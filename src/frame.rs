// 该文件是 Kanjian （看见） 项目的一部分。
// src/frame.rs - NCHW 张量定义
//
// 本文件根据 Apache 许可证第 2.0 版（以下简称“许可证”）授权使用；
// 除非遵守该许可证条款，否则您不得使用本文件。
// 您可通过以下网址获取许可证副本：
// http://www.apache.org/licenses/LICENSE-2.0
// 除非适用法律要求或书面同意，根据本许可协议分发的软件均按“原样”提供，
// 不附带任何形式的明示或暗示的保证或条件。
// 有关许可权限与限制的具体条款，请参阅本许可协议。
//
// Copyright (C) 2026 Johann Li <me@qinka.pro>, Wareless Group

use thiserror::Error;

pub const RGB_CHANNELS: usize = 3;

#[derive(Error, Debug, PartialEq, Eq)]
pub enum FrameError {
  #[error("数据长度不匹配: 期望长度 {expected}, 实际长度 {actual}")]
  LengthMismatch { expected: usize, actual: usize },
  #[error("张量形状 {0:?} 的元素数量溢出")]
  ShapeOverflow(Vec<usize>),
}

const F32_BYTES: usize = 4;

/// 形状对应的元素数量，乘积溢出时报错
fn element_count(shape: &[usize]) -> Result<usize, FrameError> {
  shape
    .iter()
    .try_fold(1usize, |acc, &dim| acc.checked_mul(dim))
    .ok_or_else(|| FrameError::ShapeOverflow(shape.to_vec()))
}

/// 模型输入张量，形状固定为 1x3xHxW，取值范围 [0, 1]
#[derive(Debug, Clone, PartialEq)]
pub struct InputTensor {
  width: u32,
  height: u32,
  data: Box<[f32]>,
}

impl InputTensor {
  pub fn with_shape(height: u32, width: u32) -> Self {
    let size = RGB_CHANNELS * (width as usize) * (height as usize);
    Self {
      width,
      height,
      data: vec![0.0f32; size].into_boxed_slice(),
    }
  }

  pub fn from_vec(height: u32, width: u32, data: Vec<f32>) -> Result<Self, FrameError> {
    let expected = RGB_CHANNELS * (width as usize) * (height as usize);
    if data.len() != expected {
      return Err(FrameError::LengthMismatch {
        expected,
        actual: data.len(),
      });
    }
    Ok(Self {
      width,
      height,
      data: data.into_boxed_slice(),
    })
  }

  pub fn height(&self) -> usize {
    self.height as usize
  }

  pub fn width(&self) -> usize {
    self.width as usize
  }

  pub fn channels(&self) -> usize {
    RGB_CHANNELS
  }

  /// 带批次维度的形状 `[1, 3, H, W]`
  pub fn shape(&self) -> [usize; 4] {
    [1, RGB_CHANNELS, self.height(), self.width()]
  }

  pub fn as_nchw(&self) -> &[f32] {
    &self.data
  }

  /// 按小端序展开为字节，用于二进制张量传输
  pub fn to_le_bytes(&self) -> Vec<u8> {
    self.data.iter().flat_map(|v| v.to_le_bytes()).collect()
  }
}

impl AsMut<[f32]> for InputTensor {
  fn as_mut(&mut self) -> &mut [f32] {
    &mut self.data
  }
}

/// 模型原始输出张量
///
/// 约定形状为 `1 x (4 + C) x N`，解码器负责处理其它等价排列。
#[derive(Debug, Clone, PartialEq)]
pub struct RawOutputTensor {
  shape: Vec<usize>,
  data: Box<[f32]>,
}

impl RawOutputTensor {
  pub fn new(shape: Vec<usize>, data: Vec<f32>) -> Result<Self, FrameError> {
    let expected = element_count(&shape)?;
    if data.len() != expected {
      return Err(FrameError::LengthMismatch {
        expected,
        actual: data.len(),
      });
    }
    Ok(Self {
      shape,
      data: data.into_boxed_slice(),
    })
  }

  /// 从小端序字节构造
  pub fn from_le_bytes(shape: Vec<usize>, bytes: &[u8]) -> Result<Self, FrameError> {
    let expected = element_count(&shape)?
      .checked_mul(F32_BYTES)
      .ok_or_else(|| FrameError::ShapeOverflow(shape.clone()))?;
    if bytes.len() != expected {
      return Err(FrameError::LengthMismatch {
        expected,
        actual: bytes.len(),
      });
    }
    let data = bytes
      .chunks_exact(F32_BYTES)
      .map(|c| f32::from_le_bytes([c[0], c[1], c[2], c[3]]))
      .collect();
    Self::new(shape, data)
  }

  pub fn shape(&self) -> &[usize] {
    &self.shape
  }

  pub fn data(&self) -> &[f32] {
    &self.data
  }
}
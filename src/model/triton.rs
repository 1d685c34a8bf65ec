// 该文件是 Kanjian （看见） 项目的一部分。
// src/model/triton.rs - Triton (KServe v2) HTTP 推理客户端
//
// 本文件根据 Apache 许可证第 2.0 版（以下简称“许可证”）授权使用；
// 除非遵守该许可证条款，否则您不得使用本文件。
// 您可通过以下网址获取许可证副本：
// http://www.apache.org/licenses/LICENSE-2.0
// 除非适用法律要求或书面同意，根据本许可协议分发的软件均按“原样”提供，
// 不附带任何形式的明示或暗示的保证或条件。
// 有关许可权限与限制的具体条款，请参阅本许可协议。
//
// Copyright (C) 2026 Johann Li <me@qinka.pro>, Wareless Group

use std::time::Duration;

use serde::{Deserialize, Serialize};
use thiserror::Error;
use tracing::{debug, error, info};
use url::Url;

use crate::{
  FromUrl,
  config::{DEFAULT_INPUT_NAME, DEFAULT_OUTPUT_NAME, DEFAULT_REQUEST_TIMEOUT},
  frame::{FrameError, InputTensor, RawOutputTensor},
  model::Model,
  read_capped,
};

/// 二进制张量扩展中 JSON 头部的长度
pub const HEADER_CONTENT_LENGTH: &str = "Inference-Header-Content-Length";

const FP32: &str = "FP32";
const TRITON_SCHEMES: [&str; 2] = ["http", "https"];
const MAX_RESPONSE_BYTES: u64 = 512 * 1024 * 1024;

#[derive(Error, Debug)]
pub enum TritonError {
  #[error("无法连接推理服务: {0}")]
  ServerUnreachable(String),
  #[error("推理服务未运行")]
  ServerNotLive,
  #[error("推理错误: {0}")]
  InferenceError(String),
  #[error("推理响应格式错误: {0}")]
  Protocol(String),
  #[error("推理服务地址无效: {0}")]
  InvalidEndpoint(String),
}

impl From<FrameError> for TritonError {
  fn from(err: FrameError) -> Self {
    TritonError::Protocol(err.to_string())
  }
}

impl From<serde_json::Error> for TritonError {
  fn from(err: serde_json::Error) -> Self {
    TritonError::Protocol(err.to_string())
  }
}

#[derive(Serialize, Debug)]
struct InferRequest<'a> {
  inputs: Vec<RequestInput<'a>>,
  outputs: Vec<RequestOutput<'a>>,
}

#[derive(Serialize, Debug)]
struct RequestInput<'a> {
  name: &'a str,
  shape: [usize; 4],
  datatype: &'a str,
  parameters: InputParameters,
}

#[derive(Serialize, Debug)]
struct InputParameters {
  binary_data_size: usize,
}

#[derive(Serialize, Debug)]
struct RequestOutput<'a> {
  name: &'a str,
  parameters: OutputRequestParameters,
}

#[derive(Serialize, Debug)]
struct OutputRequestParameters {
  binary_data: bool,
}

#[derive(Deserialize, Debug)]
struct InferResponse {
  #[serde(default)]
  model_name: Option<String>,
  #[serde(default)]
  model_version: Option<String>,
  #[serde(default)]
  outputs: Vec<ResponseOutput>,
}

#[derive(Deserialize, Debug)]
struct ResponseOutput {
  name: String,
  datatype: String,
  shape: Vec<usize>,
  #[serde(default)]
  data: Option<Vec<f32>>,
  #[serde(default)]
  parameters: Option<ResponseParameters>,
}

#[derive(Deserialize, Debug, Default)]
struct ResponseParameters {
  #[serde(default)]
  binary_data_size: Option<usize>,
}

#[derive(Deserialize, Debug)]
struct ErrorBody {
  error: String,
}

/// 解析推理响应体，取出名为 `output_name` 的 FP32 张量
///
/// `header_length` 为 `Inference-Header-Content-Length` 的值；为 None 时整个响应体都是 JSON。
pub fn decode_infer_response(
  body: &[u8],
  header_length: Option<usize>,
  output_name: &str,
) -> Result<RawOutputTensor, TritonError> {
  let header_length = header_length.unwrap_or(body.len());
  if header_length > body.len() {
    return Err(TritonError::Protocol(format!(
      "JSON 头部长度 {} 超过响应体长度 {}",
      header_length,
      body.len()
    )));
  }
  let (header, mut binary) = body.split_at(header_length);
  let response: InferResponse = serde_json::from_slice(header)?;
  debug!(
    "推理响应: 模型 {:?} 版本 {:?}, {} 个输出",
    response.model_name,
    response.model_version,
    response.outputs.len()
  );

  for output in response.outputs {
    let binary_size = output
      .parameters
      .as_ref()
      .and_then(|p| p.binary_data_size);

    // 二进制数据按输出顺序依次排列，跳过不需要的输出
    let blob = match binary_size {
      Some(size) => {
        if size > binary.len() {
          return Err(TritonError::Protocol(format!(
            "输出 {} 的二进制数据不完整: 期望 {} 字节, 剩余 {} 字节",
            output.name,
            size,
            binary.len()
          )));
        }
        let (blob, rest) = binary.split_at(size);
        binary = rest;
        Some(blob)
      }
      None => None,
    };

    if output.name != output_name {
      continue;
    }
    if output.datatype != FP32 {
      return Err(TritonError::Protocol(format!(
        "输出 {} 的数据类型为 {}, 期望 {}",
        output.name, output.datatype, FP32
      )));
    }

    return match (blob, output.data) {
      (Some(blob), _) => Ok(RawOutputTensor::from_le_bytes(output.shape, blob)?),
      (None, Some(data)) => Ok(RawOutputTensor::new(output.shape, data)?),
      (None, None) => Err(TritonError::Protocol(format!(
        "输出 {} 没有数据",
        output.name
      ))),
    };
  }

  Err(TritonError::Protocol(format!(
    "响应中没有名为 {} 的输出",
    output_name
  )))
}

/// 从错误响应中提取服务端消息
fn error_message(code: u16, body: &str) -> String {
  match serde_json::from_str::<ErrorBody>(body) {
    Ok(ErrorBody { error }) => error,
    Err(_) if !body.trim().is_empty() => format!("HTTP {}: {}", code, body.trim()),
    Err(_) => format!("HTTP {}", code),
  }
}

pub struct TritonBuilder {
  base: Url,
  model_name: String,
  model_version: String,
  input_name: String,
  output_name: String,
  timeout: Duration,
}

impl FromUrl for TritonBuilder {
  type Error = TritonError;

  fn from_url(url: &Url) -> Result<Self, Self::Error> {
    if !TRITON_SCHEMES.contains(&url.scheme()) {
      return Err(TritonError::InvalidEndpoint(format!(
        "推理服务地址必须使用 http 或 https 方案: {}",
        url
      )));
    }

    let mut base = url.clone();
    if !base.path().ends_with('/') {
      let path = format!("{}/", base.path());
      base.set_path(&path);
    }

    Ok(TritonBuilder {
      base,
      model_name: String::new(),
      model_version: String::new(),
      input_name: DEFAULT_INPUT_NAME.to_string(),
      output_name: DEFAULT_OUTPUT_NAME.to_string(),
      timeout: DEFAULT_REQUEST_TIMEOUT,
    })
  }
}

impl TritonBuilder {
  pub fn model(mut self, name: &str, version: &str) -> Self {
    self.model_name = name.to_string();
    self.model_version = version.to_string();
    self
  }

  pub fn input_name(mut self, name: &str) -> Self {
    self.input_name = name.to_string();
    self
  }

  pub fn output_name(mut self, name: &str) -> Self {
    self.output_name = name.to_string();
    self
  }

  pub fn timeout(mut self, timeout: Duration) -> Self {
    self.timeout = timeout;
    self
  }

  pub fn build(self) -> Result<TritonClient, TritonError> {
    if self.model_name.is_empty() {
      return Err(TritonError::InvalidEndpoint("未指定模型名称".to_string()));
    }

    let join = |path: &str| {
      self
        .base
        .join(path)
        .map_err(|e| TritonError::InvalidEndpoint(e.to_string()))
    };

    let live_url = join("v2/health/live")?;
    let model = urlencoding::encode(&self.model_name);
    let infer_path = if self.model_version.is_empty() {
      format!("v2/models/{}/infer", model)
    } else {
      format!(
        "v2/models/{}/versions/{}/infer",
        model,
        urlencoding::encode(&self.model_version)
      )
    };
    let infer_url = join(&infer_path)?;

    info!(
      "推理服务: {}, 模型 {} 版本 {}",
      self.base,
      self.model_name,
      if self.model_version.is_empty() {
        "latest"
      } else {
        self.model_version.as_str()
      }
    );

    Ok(TritonClient {
      live_url,
      infer_url,
      input_name: self.input_name,
      output_name: self.output_name,
      agent: ureq::AgentBuilder::new().timeout(self.timeout).build(),
    })
  }
}

/// 通过 KServe v2 HTTP 协议调用 Triton
pub struct TritonClient {
  live_url: Url,
  infer_url: Url,
  input_name: String,
  output_name: String,
  agent: ureq::Agent,
}

impl TritonClient {
  pub fn live_url(&self) -> &Url {
    &self.live_url
  }

  pub fn infer_url(&self) -> &Url {
    &self.infer_url
  }

  fn encode_request(&self, input: &InputTensor) -> Result<(Vec<u8>, usize), TritonError> {
    let tensor_bytes = input.to_le_bytes();
    let request = InferRequest {
      inputs: vec![RequestInput {
        name: &self.input_name,
        shape: input.shape(),
        datatype: FP32,
        parameters: InputParameters {
          binary_data_size: tensor_bytes.len(),
        },
      }],
      outputs: vec![RequestOutput {
        name: &self.output_name,
        parameters: OutputRequestParameters { binary_data: true },
      }],
    };

    let mut body = serde_json::to_vec(&request)?;
    let header_length = body.len();
    body.extend_from_slice(&tensor_bytes);
    Ok((body, header_length))
  }
}

impl Model for TritonClient {
  fn is_live(&self) -> Result<bool, TritonError> {
    match self.agent.get(self.live_url.as_str()).call() {
      Ok(response) => Ok(response.status() == 200),
      Err(ureq::Error::Status(code, _)) => {
        debug!("健康检查返回 HTTP {}", code);
        Ok(false)
      }
      Err(ureq::Error::Transport(e)) => {
        error!("健康检查失败: {}", e);
        Err(TritonError::ServerUnreachable(e.to_string()))
      }
    }
  }

  fn submit(&self, input: &InputTensor) -> Result<RawOutputTensor, TritonError> {
    let (body, header_length) = self.encode_request(input)?;
    debug!(
      "提交推理请求: {} 字节 (JSON 头部 {} 字节)",
      body.len(),
      header_length
    );

    let result = self
      .agent
      .post(self.infer_url.as_str())
      .set("Content-Type", "application/octet-stream")
      .set(HEADER_CONTENT_LENGTH, &header_length.to_string())
      .send_bytes(&body);

    let response = match result {
      Ok(response) => response,
      Err(ureq::Error::Status(code, response)) => {
        let text = response.into_string().unwrap_or_default();
        let message = error_message(code, &text);
        error!("推理服务返回错误: {}", message);
        return Err(TritonError::InferenceError(message));
      }
      Err(ureq::Error::Transport(e)) => {
        error!("推理请求失败: {}", e);
        return Err(TritonError::ServerUnreachable(e.to_string()));
      }
    };

    let header_length = match response.header(HEADER_CONTENT_LENGTH) {
      Some(value) => Some(value.trim().parse::<usize>().map_err(|e| {
        TritonError::Protocol(format!("{} 无效: {}", HEADER_CONTENT_LENGTH, e))
      })?),
      None => None,
    };

    let bytes = read_capped(response.into_reader(), MAX_RESPONSE_BYTES)
      .map_err(|e| TritonError::ServerUnreachable(e.to_string()))?
      .ok_or_else(|| {
        TritonError::Protocol(format!("推理响应超过 {} 字节上限", MAX_RESPONSE_BYTES))
      })?;

    decode_infer_response(&bytes, header_length, &self.output_name)
  }
}

#[cfg(test)]
mod tests {
  use super::*;

  fn client(base: &str, version: &str) -> TritonClient {
    TritonBuilder::from_url(&Url::parse(base).unwrap())
      .unwrap()
      .model("onnx-model", version)
      .build()
      .unwrap()
  }

  #[test]
  fn builds_v2_endpoints() {
    let c = client("http://localhost:8000", "1");
    assert_eq!(c.live_url().as_str(), "http://localhost:8000/v2/health/live");
    assert_eq!(
      c.infer_url().as_str(),
      "http://localhost:8000/v2/models/onnx-model/versions/1/infer"
    );

    let c = client("http://gateway/triton", "");
    assert_eq!(
      c.infer_url().as_str(),
      "http://gateway/triton/v2/models/onnx-model/infer"
    );
  }

  #[test]
  fn model_name_is_percent_encoded() {
    let c = TritonBuilder::from_url(&Url::parse("http://localhost:8000").unwrap())
      .unwrap()
      .model("yolo v11/n", "2")
      .build()
      .unwrap();
    assert_eq!(
      c.infer_url().path(),
      "/v2/models/yolo%20v11%2Fn/versions/2/infer"
    );
  }

  #[test]
  fn rejects_non_http_endpoints() {
    let url = Url::parse("grpc://localhost:8001").unwrap();
    assert!(matches!(
      TritonBuilder::from_url(&url),
      Err(TritonError::InvalidEndpoint(_))
    ));
  }

  #[test]
  fn request_header_describes_binary_input() {
    let c = client("http://localhost:8000", "1");
    let input = InputTensor::with_shape(2, 2);
    let (body, header_length) = c.encode_request(&input).unwrap();
    assert_eq!(body.len(), header_length + 12 * 4);

    let header: serde_json::Value = serde_json::from_slice(&body[..header_length]).unwrap();
    assert_eq!(header["inputs"][0]["name"], "images");
    assert_eq!(header["inputs"][0]["datatype"], "FP32");
    assert_eq!(header["inputs"][0]["shape"], serde_json::json!([1, 3, 2, 2]));
    assert_eq!(header["inputs"][0]["parameters"]["binary_data_size"], 48);
    assert_eq!(header["outputs"][0]["name"], "output0");
    assert_eq!(header["outputs"][0]["parameters"]["binary_data"], true);
  }

  #[test]
  fn decodes_json_response() {
    let body = serde_json::json!({
      "model_name": "onnx-model",
      "model_version": "1",
      "outputs": [
        {"name": "output0", "datatype": "FP32", "shape": [1, 5, 1], "data": [1.0, 2.0, 3.0, 4.0, 0.5]}
      ]
    })
    .to_string();
    let tensor = decode_infer_response(body.as_bytes(), None, "output0").unwrap();
    assert_eq!(tensor.shape(), &[1, 5, 1]);
    assert_eq!(tensor.data(), &[1.0, 2.0, 3.0, 4.0, 0.5]);
  }

  #[test]
  fn decodes_binary_response_skipping_other_outputs() {
    let wanted = [0.25f32, 0.5, 0.75, 1.0];
    let header = serde_json::json!({
      "outputs": [
        {"name": "aux", "datatype": "FP32", "shape": [2], "parameters": {"binary_data_size": 8}},
        {"name": "output0", "datatype": "FP32", "shape": [1, 4, 1], "parameters": {"binary_data_size": 16}}
      ]
    })
    .to_string();
    let mut body = header.clone().into_bytes();
    body.extend(9.0f32.to_le_bytes());
    body.extend(9.0f32.to_le_bytes());
    body.extend(wanted.iter().flat_map(|v| v.to_le_bytes()));

    let tensor = decode_infer_response(&body, Some(header.len()), "output0").unwrap();
    assert_eq!(tensor.data(), &wanted);
  }

  #[test]
  fn malformed_responses_are_protocol_errors() {
    let missing = serde_json::json!({"outputs": []}).to_string();
    assert!(matches!(
      decode_infer_response(missing.as_bytes(), None, "output0"),
      Err(TritonError::Protocol(_))
    ));

    let int_output = serde_json::json!({
      "outputs": [{"name": "output0", "datatype": "INT64", "shape": [1], "data": [1.0]}]
    })
    .to_string();
    assert!(matches!(
      decode_infer_response(int_output.as_bytes(), None, "output0"),
      Err(TritonError::Protocol(_))
    ));

    let truncated = serde_json::json!({
      "outputs": [{"name": "output0", "datatype": "FP32", "shape": [4], "parameters": {"binary_data_size": 16}}]
    })
    .to_string();
    let mut body = truncated.clone().into_bytes();
    body.extend([0u8; 4]);
    assert!(matches!(
      decode_infer_response(&body, Some(truncated.len()), "output0"),
      Err(TritonError::Protocol(_))
    ));

    assert!(decode_infer_response(b"not json", None, "output0").is_err());
    assert!(decode_infer_response(b"{}", Some(64), "output0").is_err());
  }

  #[test]
  fn overflowing_output_shape_is_a_protocol_error() {
    let body = serde_json::json!({
      "outputs": [{"name": "output0", "datatype": "FP32", "shape": [usize::MAX / 2 + 1, 2], "data": []}]
    })
    .to_string();
    assert!(matches!(
      decode_infer_response(body.as_bytes(), None, "output0"),
      Err(TritonError::Protocol(_))
    ));

    let header = serde_json::json!({
      "outputs": [{"name": "output0", "datatype": "FP32", "shape": [usize::MAX / 2 + 1, 2], "parameters": {"binary_data_size": 0}}]
    })
    .to_string();
    assert!(matches!(
      decode_infer_response(header.as_bytes(), Some(header.len()), "output0"),
      Err(TritonError::Protocol(_))
    ));
  }

  #[test]
  fn extracts_server_error_message() {
    assert_eq!(
      error_message(400, r#"{"error":"unexpected shape for input 'images'"}"#),
      "unexpected shape for input 'images'"
    );
    assert_eq!(error_message(502, "bad gateway"), "HTTP 502: bad gateway");
    assert_eq!(error_message(500, ""), "HTTP 500");
  }
}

===

ABOUT THIS EXERCISE >> I need every line of the material that includes "onnx", so please copy them out.

WRITTEN SOLUTION >>
      .model("onnx-model", version)
      "http://localhost:8000/v2/models/onnx-model/versions/1/infer"
      "http://gateway/triton/v2/models/onnx-model/infer"
      "model_name": "onnx-model",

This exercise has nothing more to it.